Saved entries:
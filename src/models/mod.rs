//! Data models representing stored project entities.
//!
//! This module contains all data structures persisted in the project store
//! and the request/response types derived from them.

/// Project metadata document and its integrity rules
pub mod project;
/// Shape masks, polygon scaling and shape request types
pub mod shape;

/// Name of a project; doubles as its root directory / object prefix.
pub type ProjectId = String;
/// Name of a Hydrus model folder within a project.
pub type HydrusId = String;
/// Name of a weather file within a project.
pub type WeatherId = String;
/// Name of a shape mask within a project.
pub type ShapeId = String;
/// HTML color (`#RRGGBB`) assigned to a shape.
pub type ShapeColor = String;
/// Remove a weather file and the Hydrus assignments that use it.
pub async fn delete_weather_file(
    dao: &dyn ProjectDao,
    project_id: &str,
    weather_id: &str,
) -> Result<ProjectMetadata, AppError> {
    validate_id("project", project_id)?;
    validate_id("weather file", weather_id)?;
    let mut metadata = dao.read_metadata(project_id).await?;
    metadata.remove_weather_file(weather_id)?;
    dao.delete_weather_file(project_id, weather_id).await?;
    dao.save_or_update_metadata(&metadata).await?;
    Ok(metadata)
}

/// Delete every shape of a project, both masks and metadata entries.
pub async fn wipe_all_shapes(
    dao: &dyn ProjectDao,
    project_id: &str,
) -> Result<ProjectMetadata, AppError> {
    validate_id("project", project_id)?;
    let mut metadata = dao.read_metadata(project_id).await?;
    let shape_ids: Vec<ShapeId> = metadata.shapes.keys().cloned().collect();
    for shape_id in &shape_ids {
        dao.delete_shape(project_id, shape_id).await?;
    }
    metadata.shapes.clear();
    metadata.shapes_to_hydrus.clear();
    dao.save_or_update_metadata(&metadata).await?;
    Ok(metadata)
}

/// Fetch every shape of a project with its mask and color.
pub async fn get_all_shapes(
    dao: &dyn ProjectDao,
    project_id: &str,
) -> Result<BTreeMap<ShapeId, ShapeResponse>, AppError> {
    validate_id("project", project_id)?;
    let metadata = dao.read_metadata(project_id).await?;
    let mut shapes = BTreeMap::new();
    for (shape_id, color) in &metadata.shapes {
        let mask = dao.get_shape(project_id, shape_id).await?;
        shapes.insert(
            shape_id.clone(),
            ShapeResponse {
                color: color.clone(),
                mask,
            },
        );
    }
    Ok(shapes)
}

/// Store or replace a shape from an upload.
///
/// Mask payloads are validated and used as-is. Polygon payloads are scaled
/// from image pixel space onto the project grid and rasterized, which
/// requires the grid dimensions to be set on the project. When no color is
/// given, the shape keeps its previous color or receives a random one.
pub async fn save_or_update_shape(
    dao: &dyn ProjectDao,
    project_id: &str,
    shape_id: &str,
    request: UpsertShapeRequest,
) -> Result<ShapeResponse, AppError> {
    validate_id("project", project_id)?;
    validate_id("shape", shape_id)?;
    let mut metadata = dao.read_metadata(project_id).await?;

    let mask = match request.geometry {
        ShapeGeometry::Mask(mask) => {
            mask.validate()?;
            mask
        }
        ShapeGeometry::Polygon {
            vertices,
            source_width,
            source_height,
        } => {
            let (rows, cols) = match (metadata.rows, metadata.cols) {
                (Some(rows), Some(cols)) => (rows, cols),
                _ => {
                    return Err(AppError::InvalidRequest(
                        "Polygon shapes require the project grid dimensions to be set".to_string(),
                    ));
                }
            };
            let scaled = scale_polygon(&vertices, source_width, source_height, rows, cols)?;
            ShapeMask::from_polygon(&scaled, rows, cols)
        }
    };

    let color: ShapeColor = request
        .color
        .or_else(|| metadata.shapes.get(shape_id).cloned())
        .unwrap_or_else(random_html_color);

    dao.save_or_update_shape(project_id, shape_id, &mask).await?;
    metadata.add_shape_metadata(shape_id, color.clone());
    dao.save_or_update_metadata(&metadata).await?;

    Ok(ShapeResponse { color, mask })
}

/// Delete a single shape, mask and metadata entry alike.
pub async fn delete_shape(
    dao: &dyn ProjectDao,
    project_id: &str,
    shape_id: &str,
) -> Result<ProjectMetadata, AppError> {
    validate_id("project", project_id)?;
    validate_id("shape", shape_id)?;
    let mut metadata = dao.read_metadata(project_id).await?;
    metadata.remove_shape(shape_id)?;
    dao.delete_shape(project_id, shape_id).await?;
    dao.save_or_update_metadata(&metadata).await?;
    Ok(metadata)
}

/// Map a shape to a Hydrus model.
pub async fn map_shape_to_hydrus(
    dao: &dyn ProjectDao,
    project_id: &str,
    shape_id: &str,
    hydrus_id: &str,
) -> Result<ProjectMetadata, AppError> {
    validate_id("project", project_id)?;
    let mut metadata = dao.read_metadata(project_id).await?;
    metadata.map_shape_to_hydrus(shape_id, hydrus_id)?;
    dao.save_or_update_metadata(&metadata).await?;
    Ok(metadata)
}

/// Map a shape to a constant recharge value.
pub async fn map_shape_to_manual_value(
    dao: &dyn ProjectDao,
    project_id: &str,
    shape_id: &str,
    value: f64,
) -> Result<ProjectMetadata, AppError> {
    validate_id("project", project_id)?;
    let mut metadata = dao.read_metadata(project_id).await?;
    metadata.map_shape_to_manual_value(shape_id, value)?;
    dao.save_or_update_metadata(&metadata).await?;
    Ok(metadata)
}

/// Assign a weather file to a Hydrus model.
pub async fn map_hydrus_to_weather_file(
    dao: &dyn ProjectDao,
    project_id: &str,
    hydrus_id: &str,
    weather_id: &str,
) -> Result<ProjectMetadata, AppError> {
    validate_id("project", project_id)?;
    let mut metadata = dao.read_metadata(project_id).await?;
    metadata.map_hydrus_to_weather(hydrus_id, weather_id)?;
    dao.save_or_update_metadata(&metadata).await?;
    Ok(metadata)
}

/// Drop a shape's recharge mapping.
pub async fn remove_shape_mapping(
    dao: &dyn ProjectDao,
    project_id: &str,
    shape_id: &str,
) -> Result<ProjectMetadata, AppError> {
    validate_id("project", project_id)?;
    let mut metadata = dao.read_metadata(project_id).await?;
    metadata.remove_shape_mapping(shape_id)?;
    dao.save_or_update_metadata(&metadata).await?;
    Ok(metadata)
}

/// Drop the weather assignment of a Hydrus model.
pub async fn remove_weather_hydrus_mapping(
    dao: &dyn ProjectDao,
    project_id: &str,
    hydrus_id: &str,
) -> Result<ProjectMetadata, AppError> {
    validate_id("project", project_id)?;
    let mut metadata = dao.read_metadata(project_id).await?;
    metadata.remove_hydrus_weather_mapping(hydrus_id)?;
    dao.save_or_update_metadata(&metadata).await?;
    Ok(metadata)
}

### Problem requirements
Could you find every line in the records above that has the string "cloned" and copy it?

### Exercise response
    let shape_ids: Vec<ShapeId> = metadata.shapes.keys().cloned().collect();
        .or_else(|| metadata.shapes.get(shape_id).cloned())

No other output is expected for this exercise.